→ **Description of the task**: Across the listing below, count every line where the string "DashboardController" appears, then give only the count.

---------- Supplied material ----------

//! Filtering and sorting of the coin list

use crate::types::{CoinSummary, SortKey};
use std::cmp::Ordering;

/// Coins whose name or symbol contains `query`, ignoring case
///
/// A blank query returns the whole list. Order is preserved.
pub fn filter_coins(coins: &[CoinSummary], query: &str) -> Vec<CoinSummary> {
    let needle = query.trim().to_lowercase();
    if needle.is_empty() {
        return coins.to_vec();
    }
    coins
        .iter()
        .filter(|coin| coin.matches_query(&needle))
        .cloned()
        .collect()
}

/// Sorts descending by `key`; ties keep their current order
pub fn sort_coins(coins: &mut [CoinSummary], key: SortKey) {
    coins.sort_by(|a, b| {
        b.sort_value(key)
            .partial_cmp(&a.sort_value(key))
            .unwrap_or(Ordering::Equal)
    });
}

/// Filter then, if a key is given, sort
pub fn visible_coins(coins: &[CoinSummary], query: &str, sort: Option<SortKey>) -> Vec<CoinSummary> {
    let mut visible = filter_coins(coins, query);
    if let Some(key) = sort {
        sort_coins(&mut visible, key);
    }
    visible
}
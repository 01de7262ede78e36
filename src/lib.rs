//! # Crypto Pulse SDK
//!
//! Data core of a cryptocurrency market dashboard: fetches coin lists,
//! coin details and price history from CoinGecko, caches responses, keeps a
//! featured coin pinned to the top of the list, and drives the list/detail
//! navigation of the dashboard. Optional AI-written insights come from
//! OpenAI or Gemini, with canned demo text when no key is configured.
//!
//! ## Usage
//!
//! ```no_run
//! use crypto_pulse_sdk::{DashboardConfig, DashboardController, RenderUpdate};
//! use std::sync::Arc;
//!
//! # async fn example() -> Result<(), Box<dyn std::error::Error>> {
//! let controller = Arc::new(DashboardController::from_config(&DashboardConfig::from_env())?);
//! let mut updates = controller.subscribe();
//!
//! controller.load_list().await?;
//! controller.start_refresh_task();
//!
//! while let Ok(update) = updates.recv().await {
//!     if let RenderUpdate::ListUpdated { coins, .. } = update {
//!         println!("{} coins on screen", coins.len());
//!     }
//! }
//! # Ok(())
//! # }
//! ```

pub mod cache;
pub mod client;
pub mod config;
pub mod constants;
pub mod controller;
pub mod error;
pub mod format;
pub mod insight;
pub mod metrics;
pub mod preferences;
pub mod provider;
pub mod providers;
pub mod types;
pub mod view;

// Re-export commonly used types
pub use cache::FetchCache;
pub use client::MarketDataClient;
pub use config::{BackendConfig, DashboardConfig, FeaturedCoin};
pub use controller::DashboardController;
pub use error::{DashboardError, FailureKind, FetchError, InsightError, PreferenceError};
pub use insight::{InsightClient, InsightProvider};
pub use metrics::FetchMetrics;
pub use preferences::PreferenceStore;
pub use provider::MarketDataProvider;
pub use types::{
    ChartPeriod, CoinDetail, CoinSummary, ComponentHealth, HealthStatus, HistoricalSeries,
    RenderUpdate, SortKey, Theme, View,
};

----------

→ **Written reply**: 3